# [PROVIDED DATA]
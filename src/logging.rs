use std::path::PathBuf;

use anyhow::Context;
use flexi_logger::{Cleanup, Criterion, Duplicate, FileSpec, Logger, Naming};

use kb_rag::config;

pub fn init_logging() -> anyhow::Result<()> {
    let log_dir = kb_log_dir()?;

    // File gets everything at debug; stderr only sees warnings and errors so the
    // caller reading our stdout frames is never disturbed.
    Logger::try_with_str("debug")?
        .log_to_file(FileSpec::default().directory(log_dir).basename(config::logging::LOG_FILE_NAME))
        .rotate(
            Criterion::Size(config::logging::LOG_ROTATE_SIZE_BYTES),
            Naming::Numbers,
            Cleanup::KeepLogFiles(config::logging::LOG_ROTATE_KEEP_FILES),
        )
        .duplicate_to_stderr(Duplicate::Warn)
        .format(flexi_logger::detailed_format)
        .start()
        .context("failed to start logger")?;

    log::info!("{}", "=".repeat(60));
    log::info!("KB RAG host starting");
    log::info!("Version: {}", config::HOST_VERSION);
    log::info!("Platform: {}", std::env::consts::OS);
    log::info!("{}", "=".repeat(60));

    Ok(())
}

fn kb_log_dir() -> anyhow::Result<PathBuf> {
    let dir = match std::env::var(config::logging::LOG_DIR_ENV) {
        Ok(v) if !v.is_empty() => PathBuf::from(v),
        _ => home_dir()
            .context("cannot determine home directory for logs")?
            .join(config::logging::LOG_DIR_REL),
    };
    std::fs::create_dir_all(&dir).with_context(|| format!("failed creating log dir {}", dir.display()))?;
    Ok(dir)
}

fn home_dir() -> Option<PathBuf> {
    if let Ok(v) = std::env::var("HOME") {
        if !v.is_empty() {
            return Some(PathBuf::from(v));
        }
    }
    // Windows fallback
    if let Ok(v) = std::env::var("USERPROFILE") {
        if !v.is_empty() {
            return Some(PathBuf::from(v));
        }
    }
    None
}
// completion.rs — Language-model completion boundary.
//
// The core only hands over retrieved context; message history belongs to the caller
// and is passed through untouched.

use serde::{Deserialize, Serialize};

use crate::error::ProviderError;
use crate::retrieval::QueryContext;

#[derive(Debug, Clone, PartialEq, Eq, Serialize, Deserialize)]
pub struct ChatMessage {
    pub role: String,
    pub content: String,
}

impl ChatMessage {
    pub fn new(role: impl Into<String>, content: impl Into<String>) -> Self {
        Self {
            role: role.into(),
            content: content.into(),
        }
    }

    pub fn system(content: impl Into<String>) -> Self {
        Self::new("system", content)
    }

    pub fn user(content: impl Into<String>) -> Self {
        Self::new("user", content)
    }
}

pub trait CompletionProvider {
    fn complete(&self, model: &str, messages: &[ChatMessage]) -> Result<String, ProviderError>;
}

/// Message list for one question: context (if any), caller history, then the question.
pub fn build_messages(
    preamble: &str,
    context: &QueryContext,
    history: &[ChatMessage],
    question: &str,
) -> Vec<ChatMessage> {
    let mut messages = Vec::with_capacity(history.len() + 2);
    if !context.is_empty() {
        messages.push(ChatMessage::system(format!("{preamble}\n\n{}", context.block)));
    }
    messages.extend(history.iter().cloned());
    messages.push(ChatMessage::user(question));
    messages
}
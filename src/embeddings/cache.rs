// cache.rs — Content-addressed snapshot caches.
//
// Lookups are keyed on `SnapshotKey` (hash of model + threshold + fragments), never on
// call site or wall-clock time. Only complete snapshots are ever stored.

use std::collections::HashMap;
use std::path::Path;
use std::sync::Arc;

use chrono::{TimeZone, Utc};
use rusqlite::{params, Connection, OptionalExtension, TransactionBehavior};
use zerocopy::IntoBytes;

use crate::config;
use crate::embeddings::snapshot::{Snapshot, SnapshotKey};
use crate::error::{KbError, Result};

pub trait SnapshotCache {
    fn get(&self, key: &SnapshotKey) -> Result<Option<Arc<Snapshot>>>;

    fn put(&mut self, snapshot: Arc<Snapshot>) -> Result<()>;

    /// Returns true if an entry was removed.
    fn invalidate(&mut self, key: &SnapshotKey) -> Result<bool>;

    fn clear(&mut self) -> Result<()>;
}

/// Process-lifetime cache.
#[derive(Debug, Default)]
pub struct MemoryCache {
    entries: HashMap<SnapshotKey, Arc<Snapshot>>,
}

impl MemoryCache {
    pub fn new() -> Self {
        Self::default()
    }

    pub fn is_empty(&self) -> bool {
        self.entries.is_empty()
    }
}

impl SnapshotCache for MemoryCache {
    fn get(&self, key: &SnapshotKey) -> Result<Option<Arc<Snapshot>>> {
        Ok(self.entries.get(key).cloned())
    }

    fn put(&mut self, snapshot: Arc<Snapshot>) -> Result<()> {
        self.entries.insert(snapshot.key().clone(), snapshot);
        Ok(())
    }

    fn invalidate(&mut self, key: &SnapshotKey) -> Result<bool> {
        Ok(self.entries.remove(key).is_some())
    }

    fn clear(&mut self) -> Result<()> {
        self.entries.clear();
        Ok(())
    }
}

/// On-disk cache so repeated runs over an unchanged corpus skip the provider.
///
/// Vectors are stored as native-endian `f32` blobs; absent embeddings as `NULL`.
pub struct SqliteCache {
    conn: Connection,
}

impl SqliteCache {
    pub fn open(path: &Path) -> Result<Self> {
        log::info!("Opening snapshot cache at {}", path.display());
        if let Some(parent) = path.parent() {
            if !parent.as_os_str().is_empty() {
                std::fs::create_dir_all(parent).map_err(|e| {
                    KbError::Cache(format!("cannot create {}: {e}", parent.display()))
                })?;
            }
        }
        let conn = Connection::open(path)?;
        init_schema(&conn)?;
        Ok(Self { conn })
    }

    pub fn open_in_memory() -> Result<Self> {
        let conn = Connection::open_in_memory()?;
        init_schema(&conn)?;
        Ok(Self { conn })
    }

    pub fn snapshot_count(&self) -> Result<i64> {
        Ok(self
            .conn
            .query_row("SELECT COUNT(*) FROM snapshots", [], |r| r.get(0))?)
    }
}

fn init_schema(conn: &Connection) -> Result<()> {
    conn.execute_batch(&format!(
        "PRAGMA busy_timeout = {busy_timeout};",
        busy_timeout = config::sqlite::PRAGMA_BUSY_TIMEOUT_MS,
    ))?;

    let version: i64 = conn.query_row("PRAGMA user_version", [], |r| r.get(0))?;
    if version != i64::from(config::CACHE_SCHEMA_VERSION) {
        if version != 0 {
            log::info!(
                "Snapshot cache schema v{} is outdated (want v{}), dropping cached snapshots",
                version,
                config::CACHE_SCHEMA_VERSION
            );
        }
        conn.execute_batch(&format!(
            r#"
            DROP TABLE IF EXISTS snapshot_fragments;
            DROP TABLE IF EXISTS snapshots;
            PRAGMA user_version = {version};
            "#,
            version = config::CACHE_SCHEMA_VERSION
        ))?;
    }

    conn.execute_batch(
        r#"
        CREATE TABLE IF NOT EXISTS snapshots (
            key TEXT PRIMARY KEY,
            model TEXT NOT NULL,
            builtAtMs INTEGER NOT NULL,
            fragmentCount INTEGER NOT NULL
        );

        CREATE TABLE IF NOT EXISTS snapshot_fragments (
            key TEXT NOT NULL,
            position INTEGER NOT NULL,
            content TEXT NOT NULL,
            embedding BLOB,
            PRIMARY KEY (key, position)
        );
        "#,
    )?;
    Ok(())
}

impl SnapshotCache for SqliteCache {
    fn get(&self, key: &SnapshotKey) -> Result<Option<Arc<Snapshot>>> {
        let header: Option<(String, i64, i64)> = self
            .conn
            .query_row(
                "SELECT model, builtAtMs, fragmentCount FROM snapshots WHERE key = ?1",
                params![key.as_str()],
                |r| Ok((r.get(0)?, r.get(1)?, r.get(2)?)),
            )
            .optional()?;
        let Some((model, built_at_ms, fragment_count)) = header else {
            return Ok(None);
        };

        let mut stmt = self.conn.prepare(
            "SELECT content, embedding FROM snapshot_fragments WHERE key = ?1 ORDER BY position ASC",
        )?;
        let rows = stmt.query_map(params![key.as_str()], |r| {
            Ok((r.get::<_, String>(0)?, r.get::<_, Option<Vec<u8>>>(1)?))
        })?;

        let mut fragments = Vec::new();
        let mut embeddings = Vec::new();
        for row in rows {
            let (content, blob) = row?;
            fragments.push(content);
            embeddings.push(blob.map(|b| decode_vector(&b)).transpose()?);
        }

        if fragments.len() as i64 != fragment_count {
            return Err(KbError::Cache(format!(
                "snapshot {} is incomplete: {} of {} fragments stored",
                key.short(),
                fragments.len(),
                fragment_count
            )));
        }

        let built_at = Utc
            .timestamp_millis_opt(built_at_ms)
            .single()
            .unwrap_or_else(Utc::now);
        let snapshot = Snapshot::new(key.clone(), model, fragments, embeddings, built_at)?;
        Ok(Some(Arc::new(snapshot)))
    }

    fn put(&mut self, snapshot: Arc<Snapshot>) -> Result<()> {
        let key = snapshot.key().as_str();
        let tx = self
            .conn
            .transaction_with_behavior(TransactionBehavior::Immediate)?;

        tx.execute("DELETE FROM snapshot_fragments WHERE key = ?1", params![key])?;
        tx.execute(
            r#"
            INSERT OR REPLACE INTO snapshots (key, model, builtAtMs, fragmentCount)
            VALUES (?1, ?2, ?3, ?4)
            "#,
            params![
                key,
                snapshot.model(),
                snapshot.built_at().timestamp_millis(),
                snapshot.len() as i64
            ],
        )?;
        {
            let mut insert = tx.prepare(
                "INSERT INTO snapshot_fragments (key, position, content, embedding) VALUES (?1, ?2, ?3, ?4)",
            )?;
            for (position, content, embedding) in snapshot.entries() {
                let blob: Option<&[u8]> = embedding.map(|v| v.as_bytes());
                insert.execute(params![key, position as i64, content, blob])?;
            }
        }
        tx.commit()?;

        log::info!(
            "Cached snapshot {} ({} fragments, model {})",
            snapshot.key().short(),
            snapshot.len(),
            snapshot.model()
        );
        Ok(())
    }

    fn invalidate(&mut self, key: &SnapshotKey) -> Result<bool> {
        let tx = self
            .conn
            .transaction_with_behavior(TransactionBehavior::Immediate)?;
        tx.execute("DELETE FROM snapshot_fragments WHERE key = ?1", params![key.as_str()])?;
        let removed = tx.execute("DELETE FROM snapshots WHERE key = ?1", params![key.as_str()])?;
        tx.commit()?;
        Ok(removed > 0)
    }

    fn clear(&mut self) -> Result<()> {
        self.conn
            .execute_batch("DELETE FROM snapshot_fragments; DELETE FROM snapshots;")?;
        log::info!("Snapshot cache cleared");
        Ok(())
    }
}

fn decode_vector(blob: &[u8]) -> Result<Vec<f32>> {
    let width = std::mem::size_of::<f32>();
    if blob.len() % width != 0 {
        return Err(KbError::Cache(format!(
            "embedding blob of {} bytes is not a whole number of f32 values",
            blob.len()
        )));
    }
    let mut out = vec![0.0f32; blob.len() / width];
    out.as_mut_bytes().copy_from_slice(blob);
    Ok(out)
}
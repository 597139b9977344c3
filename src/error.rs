// error.rs — Error taxonomy for the retrieval core.
//
// Loader errors are recovered where they happen (skip file / empty base) and only
// surface as values in `CorpusLoad`. Build and query errors are returned to the caller.

use std::path::PathBuf;

/// Failure reported by an external provider (embedding or completion endpoint).
#[derive(Debug, thiserror::Error)]
pub enum ProviderError {
    #[error("provider returned HTTP {status}: {reason}")]
    Http { status: u16, reason: String },

    #[error("provider transport error: {0}")]
    Transport(String),

    #[error("could not decode provider response: {0}")]
    Decode(String),

    #[error("no API key configured (set {0})")]
    MissingCredentials(&'static str),

    #[error("provider returned an empty response")]
    EmptyResponse,
}

#[derive(Debug, thiserror::Error)]
pub enum KbError {
    #[error("knowledge directory not found: {}", .0.display())]
    CorpusMissing(PathBuf),

    #[error("failed to read {}: {reason}", .path.display())]
    FileRead { path: PathBuf, reason: String },

    #[error("embedding provider failed for {}: {source}", describe_target(.position))]
    EmbeddingProvider {
        /// Fragment position, or `None` for the query embedding.
        position: Option<usize>,
        #[source]
        source: ProviderError,
    },

    #[error("embedding dimension mismatch: expected {expected}, got {got}")]
    DimensionMismatch { expected: usize, got: usize },

    #[error("snapshot misaligned: {fragments} fragments but {embeddings} embeddings")]
    Misaligned { fragments: usize, embeddings: usize },

    #[error("snapshot cache error: {0}")]
    Cache(String),
}

impl KbError {
    pub(crate) fn provider(position: Option<usize>, source: ProviderError) -> Self {
        KbError::EmbeddingProvider { position, source }
    }
}

impl From<rusqlite::Error> for KbError {
    fn from(e: rusqlite::Error) -> Self {
        KbError::Cache(e.to_string())
    }
}

fn describe_target(position: &Option<usize>) -> String {
    match position {
        Some(i) => format!("fragment #{i}"),
        None => "query".to_string(),
    }
}

pub type Result<T> = std::result::Result<T, KbError>;
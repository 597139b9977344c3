// knowledge.rs — Owns the servable snapshot for one knowledge directory.
//
// The snapshot is replaced only by a successful build; a failed refresh leaves the
// previous one in place for queries.

use std::path::PathBuf;
use std::sync::Arc;

use serde::Serialize;

use crate::corpus::{self, CorpusLoad};
use crate::embeddings::{BuildOutcome, EmbeddingIndex, EmbeddingProvider, Snapshot, SnapshotCache};
use crate::error::Result;
use crate::retrieval::{QueryContext, Retriever};
use crate::settings::Settings;

#[derive(Debug, Clone, Serialize)]
#[serde(rename_all = "camelCase")]
pub struct KbStats {
    pub knowledge_dir: String,
    pub corpus_missing: bool,
    pub files: usize,
    pub skipped_files: usize,
    pub fragments: usize,
    pub embedded: usize,
    pub absent: usize,
    pub dims: Option<usize>,
    pub model: String,
    pub snapshot_key: String,
    pub built_at_ms: i64,
}

pub struct KnowledgeBase {
    knowledge_dir: PathBuf,
    top_k: usize,
    index: EmbeddingIndex,
    snapshot: Arc<Snapshot>,
    last_load: CorpusLoad,
}

impl KnowledgeBase {
    /// Load the corpus and build (or reuse) its snapshot. Blocks until ready.
    pub fn open(
        settings: &Settings,
        provider: Box<dyn EmbeddingProvider>,
        cache: Box<dyn SnapshotCache>,
    ) -> Result<Self> {
        let mut index = EmbeddingIndex::new(provider, cache, settings.embedding_model.clone())
            .with_min_fragment_chars(settings.min_fragment_chars);

        let load = corpus::load_fragments(&settings.knowledge_dir);
        let (snapshot, _) = index.build(&load.fragments)?;

        Ok(Self {
            knowledge_dir: settings.knowledge_dir.clone(),
            top_k: settings.top_k,
            index,
            snapshot,
            last_load: load,
        })
    }

    /// Reload the corpus and swap in its snapshot.
    ///
    /// Returns true if the served snapshot changed. On error the current snapshot
    /// stays servable.
    pub fn refresh(&mut self) -> Result<bool> {
        let load = corpus::load_fragments(&self.knowledge_dir);
        let (snapshot, outcome) = self.index.build(&load.fragments)?;
        let changed = snapshot.key() != self.snapshot.key() || outcome == BuildOutcome::Built;
        if changed {
            log::info!(
                "Serving snapshot {} ({} fragments)",
                snapshot.key().short(),
                snapshot.len()
            );
        }
        self.snapshot = snapshot;
        self.last_load = load;
        Ok(changed)
    }

    /// Drop the served snapshot from the cache so the next refresh re-embeds.
    /// The in-memory snapshot keeps serving until then.
    pub fn invalidate(&mut self) -> Result<bool> {
        let key = self.snapshot.key().clone();
        let removed = self.index.invalidate(&key)?;
        log::info!("Invalidated snapshot {} (was cached: {})", key.short(), removed);
        Ok(removed)
    }

    /// Empty the snapshot cache, including entries for other corpora or settings.
    /// Like `invalidate`, the served snapshot stays until the next refresh.
    pub fn clear_cache(&mut self) -> Result<()> {
        self.index.clear_cache()?;
        log::info!("Snapshot cache cleared for {}", self.knowledge_dir.display());
        Ok(())
    }

    pub fn retrieve(&self, query: &str) -> Result<QueryContext> {
        self.retriever(self.top_k).retrieve(query)
    }

    pub fn retrieve_top(&self, query: &str, top_k: usize) -> Result<QueryContext> {
        self.retriever(top_k).retrieve(query)
    }

    pub fn retriever(&self, top_k: usize) -> Retriever<'_> {
        Retriever::new(self.index.provider(), &self.snapshot).with_top_k(top_k)
    }

    pub fn snapshot(&self) -> &Snapshot {
        &self.snapshot
    }

    pub fn stats(&self) -> KbStats {
        KbStats {
            knowledge_dir: self.knowledge_dir.to_string_lossy().to_string(),
            corpus_missing: self.last_load.missing.is_some(),
            files: self.last_load.files.len(),
            skipped_files: self.last_load.skipped.len(),
            fragments: self.snapshot.len(),
            embedded: self.snapshot.embedded_count(),
            absent: self.snapshot.absent_count(),
            dims: self.snapshot.dims(),
            model: self.snapshot.model().to_string(),
            snapshot_key: self.snapshot.key().to_string(),
            built_at_ms: self.snapshot.built_at().timestamp_millis(),
        }
    }
}
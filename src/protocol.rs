use serde::{Deserialize, Serialize};
use serde_json::Value;

#[derive(Debug, Deserialize)]
pub struct Request {
    pub id: String,
    pub method: String,
    #[serde(default)]
    pub params: Value,
}

#[derive(Debug, Serialize)]
pub struct ResponseOk<T: Serialize> {
    pub id: String,
    pub result: T,
}

#[derive(Debug, Serialize)]
pub struct ResponseErr {
    pub id: String,
    pub error: String,
}

pub fn ok<T: Serialize>(id: &str, result: T) -> anyhow::Result<Value> {
    Ok(serde_json::to_value(ResponseOk {
        id: id.to_string(),
        result,
    })?)
}

pub fn err(id: &str, error: impl Into<String>) -> Value {
    // ResponseErr only holds strings, serialization cannot fail.
    serde_json::to_value(ResponseErr {
        id: id.to_string(),
        error: error.into(),
    })
    .unwrap_or(Value::Null)
}
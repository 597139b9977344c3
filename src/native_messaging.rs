use std::io::{Read, Write};

use anyhow::{bail, Context};

use kb_rag::config;

use crate::protocol::Request;

pub fn read_message(stdin: &mut dyn Read) -> anyhow::Result<Option<Request>> {
    let mut len_buf = [0u8; 4];
    let mut filled = 0;
    while filled < len_buf.len() {
        let n = stdin
            .read(&mut len_buf[filled..])
            .context("failed reading message length")?;
        if n == 0 {
            break;
        }
        filled += n;
    }
    if filled == 0 {
        return Ok(None);
    }
    if filled < 4 {
        bail!("incomplete length prefix (expected 4 bytes, got {filled})");
    }

    // 32-bit little-endian length prefix.
    let msg_len = u32::from_le_bytes(len_buf);
    if msg_len > config::native_messaging::MAX_MESSAGE_SIZE_BYTES {
        bail!("message too large: {msg_len} bytes");
    }

    let mut payload = vec![0u8; msg_len as usize];
    stdin
        .read_exact(&mut payload)
        .with_context(|| format!("failed reading message payload ({msg_len} bytes)"))?;

    let req: Request = serde_json::from_slice(&payload).context("invalid JSON request")?;
    Ok(Some(req))
}

pub fn write_json(stdout: &mut dyn Write, v: &serde_json::Value) -> anyhow::Result<()> {
    let bytes = serde_json::to_vec(v).context("failed serializing JSON response")?;
    let len: u32 = bytes
        .len()
        .try_into()
        .context("response too large for u32 length")?;
    stdout.write_all(&len.to_le_bytes())?;
    stdout.write_all(&bytes)?;
    stdout.flush().context("failed flushing stdout")?;
    Ok(())
}
// snapshot.rs — Immutable fragment/embedding pairs produced by one index build.

use std::fmt;

use chrono::{DateTime, Utc};
use sha2::{Digest, Sha256};

use crate::config;
use crate::error::{KbError, Result};

/// Content identity of a fragment sequence under one embedding model.
#[derive(Debug, Clone, PartialEq, Eq, Hash)]
pub struct SnapshotKey(String);

impl SnapshotKey {
    /// SHA-256 over the model id, the embedding length threshold and every fragment,
    /// length-prefixed so that `["ab", "c"]` and `["a", "bc"]` never collide.
    ///
    /// The threshold decides which fragments are absent, so a snapshot built under one
    /// threshold is never served under another.
    pub fn for_fragments(model: &str, min_fragment_chars: usize, fragments: &[String]) -> Self {
        let mut hasher = Sha256::new();
        hasher.update(config::CACHE_SCHEMA_VERSION.to_le_bytes());
        hasher.update((model.len() as u64).to_le_bytes());
        hasher.update(model.as_bytes());
        hasher.update((min_fragment_chars as u64).to_le_bytes());
        hasher.update((fragments.len() as u64).to_le_bytes());
        for fragment in fragments {
            hasher.update((fragment.len() as u64).to_le_bytes());
            hasher.update(fragment.as_bytes());
        }
        SnapshotKey(hex::encode(hasher.finalize()))
    }

    pub fn from_hex(hex: impl Into<String>) -> Self {
        SnapshotKey(hex.into())
    }

    pub fn as_str(&self) -> &str {
        &self.0
    }

    pub fn short(&self) -> &str {
        &self.0[..self.0.len().min(12)]
    }
}

impl fmt::Display for SnapshotKey {
    fn fmt(&self, f: &mut fmt::Formatter<'_>) -> fmt::Result {
        f.write_str(&self.0)
    }
}

/// Fragments and their embeddings, aligned by position.
///
/// `embeddings[i]` is `None` when fragment `i` was too short to embed. All present
/// vectors share one dimension.
#[derive(Debug, Clone)]
pub struct Snapshot {
    key: SnapshotKey,
    model: String,
    fragments: Vec<String>,
    embeddings: Vec<Option<Vec<f32>>>,
    dims: Option<usize>,
    built_at: DateTime<Utc>,
}

impl Snapshot {
    pub fn new(
        key: SnapshotKey,
        model: impl Into<String>,
        fragments: Vec<String>,
        embeddings: Vec<Option<Vec<f32>>>,
        built_at: DateTime<Utc>,
    ) -> Result<Self> {
        if fragments.len() != embeddings.len() {
            return Err(KbError::Misaligned {
                fragments: fragments.len(),
                embeddings: embeddings.len(),
            });
        }

        let mut dims = None;
        for v in embeddings.iter().flatten() {
            check_dimension(&mut dims, v.len())?;
        }

        Ok(Self {
            key,
            model: model.into(),
            fragments,
            embeddings,
            dims,
            built_at,
        })
    }

    /// Snapshot of an empty corpus.
    pub fn empty(model: impl Into<String>) -> Self {
        let model = model.into();
        Self {
            key: SnapshotKey::for_fragments(&model, config::embedding::MIN_FRAGMENT_CHARS, &[]),
            model,
            fragments: Vec::new(),
            embeddings: Vec::new(),
            dims: None,
            built_at: Utc::now(),
        }
    }

    pub fn key(&self) -> &SnapshotKey {
        &self.key
    }

    pub fn model(&self) -> &str {
        &self.model
    }

    pub fn fragments(&self) -> &[String] {
        &self.fragments
    }

    pub fn embeddings(&self) -> &[Option<Vec<f32>>] {
        &self.embeddings
    }

    pub fn dims(&self) -> Option<usize> {
        self.dims
    }

    pub fn built_at(&self) -> DateTime<Utc> {
        self.built_at
    }

    pub fn len(&self) -> usize {
        self.fragments.len()
    }

    pub fn is_empty(&self) -> bool {
        self.fragments.is_empty()
    }

    pub fn embedded_count(&self) -> usize {
        self.embeddings.iter().filter(|e| e.is_some()).count()
    }

    pub fn absent_count(&self) -> usize {
        self.len() - self.embedded_count()
    }

    /// `(position, fragment, embedding)` in fragment order.
    pub fn entries(&self) -> impl Iterator<Item = (usize, &str, Option<&[f32]>)> {
        self.fragments
            .iter()
            .zip(self.embeddings.iter())
            .enumerate()
            .map(|(i, (f, e))| (i, f.as_str(), e.as_deref()))
    }
}

/// Record the first dimension seen, reject any vector that disagrees with it.
pub(crate) fn check_dimension(expected: &mut Option<usize>, got: usize) -> Result<()> {
    match *expected {
        Some(dims) if dims != got => Err(KbError::DimensionMismatch { expected: dims, got }),
        Some(_) => Ok(()),
        None => {
            *expected = Some(got);
            Ok(())
        }
    }
}
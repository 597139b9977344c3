// settings.rs — Runtime settings supplied at init, defaulted from config.

use std::path::PathBuf;

use serde::Deserialize;
use serde_json::Value;

use crate::config;

/// Runtime settings, supplied by the caller at `init` and defaulted from `config`.
/// The API key is never part of these; it comes from the environment.
#[derive(Debug, Clone, PartialEq, Deserialize)]
#[serde(rename_all = "camelCase", default)]
pub struct Settings {
    pub knowledge_dir: PathBuf,
    pub top_k: usize,
    pub min_fragment_chars: usize,
    pub embedding_model: String,
    pub completion_model: String,
    pub base_url: String,
    /// SQLite snapshot cache location; `None` keeps snapshots in memory only.
    pub cache_path: Option<PathBuf>,
    pub context_preamble: String,
}

impl Default for Settings {
    fn default() -> Self {
        Self {
            knowledge_dir: PathBuf::from(config::corpus::DEFAULT_KNOWLEDGE_DIR),
            top_k: config::retrieval::DEFAULT_TOP_K,
            min_fragment_chars: config::embedding::MIN_FRAGMENT_CHARS,
            embedding_model: config::embedding::DEFAULT_MODEL.to_string(),
            completion_model: config::completion::DEFAULT_MODEL.to_string(),
            base_url: config::http::DEFAULT_BASE_URL.to_string(),
            cache_path: None,
            context_preamble: config::completion::DEFAULT_CONTEXT_PREAMBLE.to_string(),
        }
    }
}

impl Settings {
    /// Parse request params; `null` or a missing object means all defaults.
    pub fn from_params(params: &Value) -> Result<Self, serde_json::Error> {
        if params.is_null() {
            return Ok(Self::default());
        }
        serde_json::from_value(params.clone())
    }
}

#[cfg(test)]
mod tests {
    use super::*;

    #[test]
    fn test_defaults_from_null() {
        let s = Settings::from_params(&Value::Null).unwrap();
        assert_eq!(s, Settings::default());
        assert_eq!(s.top_k, 3);
        assert_eq!(s.completion_model, "gpt-4o-mini");
    }

    #[test]
    fn test_partial_params_override() {
        let s = Settings::from_params(&serde_json::json!({
            "knowledgeDir": "/srv/kb",
            "topK": 5,
            "cachePath": "/tmp/kb.db",
            "somethingElse": true
        }))
        .unwrap();
        assert_eq!(s.knowledge_dir, PathBuf::from("/srv/kb"));
        assert_eq!(s.top_k, 5);
        assert_eq!(s.cache_path, Some(PathBuf::from("/tmp/kb.db")));
        assert_eq!(s.embedding_model, config::embedding::DEFAULT_MODEL);
    }

    #[test]
    fn test_wrong_type_is_rejected() {
        assert!(Settings::from_params(&serde_json::json!({ "topK": "three" })).is_err());
    }
}
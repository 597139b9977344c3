// embeddings/ — Fragment embeddings and their memoized snapshots.
//
// Provides:
// - The provider boundary (model id + text → vector)
// - Snapshot type holding fragments aligned 1:1 with embeddings
// - Content-addressed snapshot caches (in-memory, SQLite)
// - The index builder that ties them together

pub mod cache;
pub mod index;
pub mod snapshot;

use crate::error::ProviderError;

/// External capability that turns text into a fixed-length vector.
///
/// Implementations must be deterministic per `(model, text)` for the similarity
/// scores of one snapshot to be comparable.
pub trait EmbeddingProvider {
    fn embed(&self, model: &str, text: &str) -> Result<Vec<f32>, ProviderError>;
}

/// Single entry point for fragment and query embeddings: rejects empty vectors.
pub(crate) fn embed_checked(
    provider: &dyn EmbeddingProvider,
    model: &str,
    text: &str,
) -> Result<Vec<f32>, ProviderError> {
    let vector = provider.embed(model, text)?;
    if vector.is_empty() {
        return Err(ProviderError::EmptyResponse);
    }
    Ok(vector)
}

pub use cache::{MemoryCache, SnapshotCache, SqliteCache};
pub use index::{BuildOutcome, EmbeddingIndex};
pub use snapshot::{Snapshot, SnapshotKey};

# [WHAT TO DO]
From the listing above, the lines starting with the one that has "cache cleared for" and running through the one that has "#[derive(Debug, Deserialize)]" should be copied exactly, ends included.

# [OUTPUT FOR THIS EXERCISE]
        log::info!("Snapshot cache cleared for {}", self.knowledge_dir.display());
        Ok(())
    }

    pub fn retrieve(&self, query: &str) -> Result<QueryContext> {
        self.retriever(self.top_k).retrieve(query)
    }

    pub fn retrieve_top(&self, query: &str, top_k: usize) -> Result<QueryContext> {
        self.retriever(top_k).retrieve(query)
    }

    pub fn retriever(&self, top_k: usize) -> Retriever<'_> {
        Retriever::new(self.index.provider(), &self.snapshot).with_top_k(top_k)
    }

    pub fn snapshot(&self) -> &Snapshot {
        &self.snapshot
    }

    pub fn stats(&self) -> KbStats {
        KbStats {
            knowledge_dir: self.knowledge_dir.to_string_lossy().to_string(),
            corpus_missing: self.last_load.missing.is_some(),
            files: self.last_load.files.len(),
            skipped_files: self.last_load.skipped.len(),
            fragments: self.snapshot.len(),
            embedded: self.snapshot.embedded_count(),
            absent: self.snapshot.absent_count(),
            dims: self.snapshot.dims(),
            model: self.snapshot.model().to_string(),
            snapshot_key: self.snapshot.key().to_string(),
            built_at_ms: self.snapshot.built_at().timestamp_millis(),
        }
    }
}
filename src/protocol.rs
use serde::{Deserialize, Serialize};
use serde_json::Value;

#[derive(Debug, Deserialize)]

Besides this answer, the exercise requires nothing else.